The programme was intellectually and emotionally expansive. It reframed how I see corporate governance not as hierarchy but as a dialogue between roles, values and processes. This shift in perspective was transformational.
Which aspects of the experience stood out most for you (faculty, peers, content, format)?
What stood out most for me was the diversity and texture of the peer experience. The classroom became a living ecosystem of leadership styles. Some of the participants were quietly observant, others highly assertive, and a few were openly curious, even slightly intrigued, by my presence as a psychologist among investors, owners and directors. This mix created a rare and meaningful learning space, where intellect met vulnerability. Engaging in discussions with individuals who approached governance from such varied cultural and professional angles taught me as much about human dynamics and interactions in group settings as about strategy. Each exchange revealed how differently people hold authority, manage uncertainty or seek alignment, and it reminded me that leadership, whether in a family business or a multinational boardroom, is truly as much about emotional intelligence as it is about decision-making.

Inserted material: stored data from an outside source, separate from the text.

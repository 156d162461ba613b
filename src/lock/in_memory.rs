use std::collections::HashMap;
use std::sync::{Arc, Condvar, Mutex};

use tracing::warn;

use super::{Lock, LockError, LockManager};

/// In-memory lock backed by `Mutex<bool>` + `Condvar`.
///
/// Unlike `std::sync::Mutex` it is not tied to a guard's lifetime, so it can
/// be handed around as `Arc<InMemoryLock>` and released from `LockGuard`.
pub struct InMemoryLock {
    state: Mutex<bool>,
    wake: Condvar,
}

impl InMemoryLock {
    pub fn new() -> Self {
        InMemoryLock {
            state: Mutex::new(false),
            wake: Condvar::new(),
        }
    }

    #[cfg(test)]
    fn try_lock(&self) -> bool {
        let mut locked = self.state.lock().unwrap();
        !std::mem::replace(&mut *locked, true)
    }
}

impl Default for InMemoryLock {
    fn default() -> Self {
        Self::new()
    }
}

impl Lock for InMemoryLock {
    fn lock(&self) -> Result<(), LockError> {
        let mut locked = self
            .state
            .lock()
            .map_err(|e| LockError::Poisoned(e.to_string()))?;
        while *locked {
            locked = self
                .wake
                .wait(locked)
                .map_err(|e| LockError::Poisoned(e.to_string()))?;
        }
        *locked = true;
        Ok(())
    }

    fn unlock(&self) -> Result<(), LockError> {
        let mut locked = self
            .state
            .lock()
            .map_err(|e| LockError::Poisoned(e.to_string()))?;
        if *locked {
            *locked = false;
            self.wake.notify_one();
        }
        Ok(())
    }
}

/// In-memory lock manager: one lazily created `InMemoryLock` per key, kept
/// only while some guard holds or waits on it.
#[derive(Default)]
pub struct InMemoryLockManager {
    locks: Mutex<HashMap<String, Arc<InMemoryLock>>>,
}

impl InMemoryLockManager {
    pub fn new() -> Self {
        Self::default()
    }

    /// Number of keys with a live lock.
    pub fn len(&self) -> Result<usize, LockError> {
        Ok(self
            .locks
            .lock()
            .map_err(|_| LockError::Poisoned("lock manager map poisoned".into()))?
            .len())
    }

    pub fn is_empty(&self) -> Result<bool, LockError> {
        Ok(self.len()? == 0)
    }

    #[cfg(test)]
    pub(crate) fn try_acquire(&self, key: &str) -> Option<super::LockGuard<'_, Self>> {
        let lock = self.get_lock(key).unwrap();
        if lock.try_lock() {
            Some(super::LockGuard::new(self, key, lock))
        } else {
            self.release(key, &lock);
            None
        }
    }
}

impl LockManager for InMemoryLockManager {
    type Lock = InMemoryLock;

    fn get_lock(&self, key: &str) -> Result<Arc<InMemoryLock>, LockError> {
        if key.is_empty() {
            return Err(LockError::AcquireFailed("empty lock key".into()));
        }
        let mut locks = self
            .locks
            .lock()
            .map_err(|_| LockError::Poisoned("lock manager map poisoned".into()))?;
        Ok(locks
            .entry(key.to_string())
            .or_insert_with(|| Arc::new(InMemoryLock::new()))
            .clone())
    }

    fn release(&self, key: &str, lock: &Arc<InMemoryLock>) {
        let mut locks = match self.locks.lock() {
            Ok(locks) => locks,
            Err(_) => {
                warn!(key, "lock manager map poisoned; entry kept");
                return;
            }
        };
        // New handles are only cloned under this mutex, so a count of two
        // (the map's and the caller's) means nobody else holds or waits.
        let idle = locks
            .get(key)
            .is_some_and(|cached| Arc::ptr_eq(cached, lock) && Arc::strong_count(lock) == 2);
        if idle {
            locks.remove(key);
        }
    }
}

Can you describe a moment or insight that particularly resonated with you?
Translating psychological insight into boardroom language was a powerful moment. It clarified for me that organisations, much like individuals, require both structure and emotional containment to thrive. This realisation directly inspired the development of PEN’s new service, Boardroom & Leadership Dynamics Consulting, a strategic offering that helps boards and executive teams strengthen self-awareness, alignment and psychological safety as drivers of performance.
Equally unforgettable was the atmosphere in the classroom. The environment was governed by Chatham House rules, intellectual humility and genuine curiosity. The diversity of perspectives, from family business owners to industrial investors, transformed discussions into cross-cultural laboratories of governance and leadership. Every dialogue revealed that value creation is deeply human: driven by courage, fairness and moral clarity as much as by profit.
INSEAD reawakened in me a conviction that leadership is a psychological act, an interplay between self-awareness, emotional intelligence and systemic alignment. It reminded me that sustainable value is created when boards and executives operate not from ego but from coherence, when governance becomes a reflection of both moral and organisational maturity.
Would you recommend this programme to others? If so, what makes it meaningful to you?
Would I recommend this programme? Absolutely. INSEAD does not simply teach governance, it teaches presence. It equips leaders to navigate complexity with intellectual precision and emotional intelligence. It showed me that owners and directors are, in their own way, therapists of their organisations, holding tension, facilitating growth and ensuring fair process.
For me, Value Creation for Owners and Directors was not just a course. It was an intellectual immersion and a psychological mirror. It refined how I think, lead and design systems that are both profitable and profoundly human.